» **Task item**
Within the listing below, please show every line carrying the string "static".

»»

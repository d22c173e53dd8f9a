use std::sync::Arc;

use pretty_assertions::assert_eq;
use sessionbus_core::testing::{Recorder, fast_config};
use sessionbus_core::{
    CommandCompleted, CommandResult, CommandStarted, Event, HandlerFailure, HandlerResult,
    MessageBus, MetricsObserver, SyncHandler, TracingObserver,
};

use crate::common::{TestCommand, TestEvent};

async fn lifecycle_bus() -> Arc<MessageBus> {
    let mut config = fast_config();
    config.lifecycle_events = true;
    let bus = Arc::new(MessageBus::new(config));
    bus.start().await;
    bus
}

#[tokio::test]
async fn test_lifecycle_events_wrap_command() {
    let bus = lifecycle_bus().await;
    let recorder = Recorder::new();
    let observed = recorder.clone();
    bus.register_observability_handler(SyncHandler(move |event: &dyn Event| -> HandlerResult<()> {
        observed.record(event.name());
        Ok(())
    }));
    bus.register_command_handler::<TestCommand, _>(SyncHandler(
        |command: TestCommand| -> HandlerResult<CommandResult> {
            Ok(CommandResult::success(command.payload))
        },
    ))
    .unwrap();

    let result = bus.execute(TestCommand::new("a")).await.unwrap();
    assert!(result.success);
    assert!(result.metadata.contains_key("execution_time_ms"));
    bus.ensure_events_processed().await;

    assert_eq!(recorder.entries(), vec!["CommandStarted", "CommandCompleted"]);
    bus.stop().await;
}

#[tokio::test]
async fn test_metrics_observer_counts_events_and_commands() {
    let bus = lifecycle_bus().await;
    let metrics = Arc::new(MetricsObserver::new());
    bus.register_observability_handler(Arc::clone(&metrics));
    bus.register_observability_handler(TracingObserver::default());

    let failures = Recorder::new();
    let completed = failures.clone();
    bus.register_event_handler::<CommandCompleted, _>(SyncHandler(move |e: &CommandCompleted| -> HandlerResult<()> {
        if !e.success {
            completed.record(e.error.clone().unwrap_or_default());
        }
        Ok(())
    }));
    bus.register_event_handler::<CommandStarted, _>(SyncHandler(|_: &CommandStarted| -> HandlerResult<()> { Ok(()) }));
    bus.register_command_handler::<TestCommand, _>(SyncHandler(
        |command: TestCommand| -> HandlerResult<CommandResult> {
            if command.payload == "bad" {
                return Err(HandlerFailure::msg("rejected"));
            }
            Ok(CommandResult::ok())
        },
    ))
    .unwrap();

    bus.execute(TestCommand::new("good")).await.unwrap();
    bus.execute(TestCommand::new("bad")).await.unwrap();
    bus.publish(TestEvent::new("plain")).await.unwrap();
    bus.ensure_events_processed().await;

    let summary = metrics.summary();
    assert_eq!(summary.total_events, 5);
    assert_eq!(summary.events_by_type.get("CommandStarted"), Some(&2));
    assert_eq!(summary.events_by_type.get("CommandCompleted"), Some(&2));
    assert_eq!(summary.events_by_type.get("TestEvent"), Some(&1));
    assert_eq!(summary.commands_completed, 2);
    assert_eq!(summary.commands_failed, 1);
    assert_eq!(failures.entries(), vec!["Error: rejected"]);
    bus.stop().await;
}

««
»»

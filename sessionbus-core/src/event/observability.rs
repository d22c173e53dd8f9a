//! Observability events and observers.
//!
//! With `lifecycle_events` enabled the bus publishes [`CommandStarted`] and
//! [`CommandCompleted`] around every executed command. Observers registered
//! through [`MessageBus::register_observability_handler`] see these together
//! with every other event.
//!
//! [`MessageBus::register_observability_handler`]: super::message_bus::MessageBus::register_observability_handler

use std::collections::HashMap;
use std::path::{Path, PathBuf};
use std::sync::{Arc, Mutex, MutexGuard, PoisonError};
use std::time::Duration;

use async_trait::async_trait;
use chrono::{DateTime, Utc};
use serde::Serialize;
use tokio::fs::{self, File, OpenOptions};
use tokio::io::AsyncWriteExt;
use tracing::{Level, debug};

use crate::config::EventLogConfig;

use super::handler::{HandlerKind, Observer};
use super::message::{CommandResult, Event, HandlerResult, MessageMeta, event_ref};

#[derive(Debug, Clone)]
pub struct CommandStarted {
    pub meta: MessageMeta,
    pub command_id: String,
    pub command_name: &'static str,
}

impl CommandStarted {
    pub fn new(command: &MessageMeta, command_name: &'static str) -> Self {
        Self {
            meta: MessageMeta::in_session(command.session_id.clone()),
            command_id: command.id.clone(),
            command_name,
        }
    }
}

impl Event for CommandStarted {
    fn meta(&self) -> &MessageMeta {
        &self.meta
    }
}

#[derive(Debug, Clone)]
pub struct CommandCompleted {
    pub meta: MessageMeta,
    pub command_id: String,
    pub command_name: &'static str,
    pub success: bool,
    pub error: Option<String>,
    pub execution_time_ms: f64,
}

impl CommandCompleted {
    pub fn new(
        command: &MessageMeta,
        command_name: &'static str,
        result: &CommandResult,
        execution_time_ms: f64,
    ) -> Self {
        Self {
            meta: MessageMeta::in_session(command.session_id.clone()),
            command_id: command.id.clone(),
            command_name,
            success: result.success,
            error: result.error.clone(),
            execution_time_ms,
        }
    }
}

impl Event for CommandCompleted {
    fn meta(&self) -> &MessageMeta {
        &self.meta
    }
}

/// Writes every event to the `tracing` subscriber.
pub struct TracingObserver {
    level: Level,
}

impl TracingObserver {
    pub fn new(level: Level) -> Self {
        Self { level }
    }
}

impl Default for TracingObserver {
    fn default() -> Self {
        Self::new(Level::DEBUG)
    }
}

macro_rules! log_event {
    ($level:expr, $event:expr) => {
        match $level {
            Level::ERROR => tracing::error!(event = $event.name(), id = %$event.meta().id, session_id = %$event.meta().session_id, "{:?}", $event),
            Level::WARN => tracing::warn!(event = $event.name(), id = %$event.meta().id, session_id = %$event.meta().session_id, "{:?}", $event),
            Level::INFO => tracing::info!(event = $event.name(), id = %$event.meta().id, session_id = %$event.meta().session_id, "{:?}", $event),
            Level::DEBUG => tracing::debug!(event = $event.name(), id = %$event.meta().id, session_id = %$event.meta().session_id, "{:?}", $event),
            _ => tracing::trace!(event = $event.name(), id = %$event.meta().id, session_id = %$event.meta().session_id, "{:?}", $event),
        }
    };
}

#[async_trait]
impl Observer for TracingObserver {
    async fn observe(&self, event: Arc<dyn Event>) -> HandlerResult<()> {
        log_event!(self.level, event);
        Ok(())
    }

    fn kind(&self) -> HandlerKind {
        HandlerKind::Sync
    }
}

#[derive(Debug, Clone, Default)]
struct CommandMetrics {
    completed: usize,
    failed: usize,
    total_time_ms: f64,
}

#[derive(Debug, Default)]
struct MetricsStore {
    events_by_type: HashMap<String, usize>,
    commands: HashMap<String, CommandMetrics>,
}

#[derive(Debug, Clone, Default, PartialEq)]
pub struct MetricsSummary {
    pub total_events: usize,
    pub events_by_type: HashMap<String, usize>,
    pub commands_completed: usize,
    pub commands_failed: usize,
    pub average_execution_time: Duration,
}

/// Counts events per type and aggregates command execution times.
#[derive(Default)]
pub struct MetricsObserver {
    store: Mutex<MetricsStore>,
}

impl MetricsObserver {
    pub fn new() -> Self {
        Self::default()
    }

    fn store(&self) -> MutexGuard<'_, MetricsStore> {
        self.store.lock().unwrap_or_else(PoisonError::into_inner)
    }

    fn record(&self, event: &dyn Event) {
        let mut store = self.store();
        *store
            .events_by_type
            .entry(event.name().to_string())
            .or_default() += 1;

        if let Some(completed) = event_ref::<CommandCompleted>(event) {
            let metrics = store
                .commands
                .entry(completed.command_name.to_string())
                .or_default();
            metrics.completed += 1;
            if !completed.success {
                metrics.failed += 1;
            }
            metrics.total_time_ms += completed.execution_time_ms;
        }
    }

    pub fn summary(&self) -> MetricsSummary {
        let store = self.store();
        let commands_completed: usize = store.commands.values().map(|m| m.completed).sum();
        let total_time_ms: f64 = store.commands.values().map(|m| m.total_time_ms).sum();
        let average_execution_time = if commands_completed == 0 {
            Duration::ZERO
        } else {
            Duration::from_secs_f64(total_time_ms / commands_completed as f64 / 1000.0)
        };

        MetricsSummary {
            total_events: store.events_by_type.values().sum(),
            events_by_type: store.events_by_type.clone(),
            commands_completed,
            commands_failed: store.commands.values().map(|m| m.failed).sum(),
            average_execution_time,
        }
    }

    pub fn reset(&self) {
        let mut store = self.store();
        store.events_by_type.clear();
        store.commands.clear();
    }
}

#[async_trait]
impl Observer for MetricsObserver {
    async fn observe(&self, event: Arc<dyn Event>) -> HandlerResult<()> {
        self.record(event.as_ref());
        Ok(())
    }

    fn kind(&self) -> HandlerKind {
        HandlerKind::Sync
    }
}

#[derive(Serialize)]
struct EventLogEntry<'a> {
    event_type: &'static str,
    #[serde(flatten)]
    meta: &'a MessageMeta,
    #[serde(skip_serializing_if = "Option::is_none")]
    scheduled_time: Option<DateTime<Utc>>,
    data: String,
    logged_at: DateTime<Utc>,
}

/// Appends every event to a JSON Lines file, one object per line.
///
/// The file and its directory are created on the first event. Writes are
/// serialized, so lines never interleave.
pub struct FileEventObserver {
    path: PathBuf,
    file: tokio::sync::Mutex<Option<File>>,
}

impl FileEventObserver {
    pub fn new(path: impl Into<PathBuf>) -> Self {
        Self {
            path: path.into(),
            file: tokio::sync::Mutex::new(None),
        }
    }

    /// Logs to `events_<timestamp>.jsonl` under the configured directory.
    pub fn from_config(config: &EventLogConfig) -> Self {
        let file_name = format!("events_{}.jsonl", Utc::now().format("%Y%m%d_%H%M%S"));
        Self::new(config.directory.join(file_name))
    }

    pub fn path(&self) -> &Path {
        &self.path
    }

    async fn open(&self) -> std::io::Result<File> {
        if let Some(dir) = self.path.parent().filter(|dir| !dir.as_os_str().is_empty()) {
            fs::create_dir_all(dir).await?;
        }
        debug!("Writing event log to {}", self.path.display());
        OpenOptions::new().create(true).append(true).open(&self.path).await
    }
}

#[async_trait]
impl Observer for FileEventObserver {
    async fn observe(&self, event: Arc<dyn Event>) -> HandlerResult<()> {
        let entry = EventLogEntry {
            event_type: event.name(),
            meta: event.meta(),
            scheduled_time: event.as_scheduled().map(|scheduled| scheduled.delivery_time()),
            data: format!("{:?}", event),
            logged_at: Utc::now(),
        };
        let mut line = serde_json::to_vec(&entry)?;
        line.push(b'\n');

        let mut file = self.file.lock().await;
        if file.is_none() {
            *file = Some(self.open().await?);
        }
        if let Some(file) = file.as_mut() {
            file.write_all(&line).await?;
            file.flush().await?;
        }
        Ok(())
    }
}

««

» **Finished task**
    pub command_name: &'static str,
    pub fn new(command: &MessageMeta, command_name: &'static str) -> Self {
    pub command_name: &'static str,
        command_name: &'static str,
    event_type: &'static str,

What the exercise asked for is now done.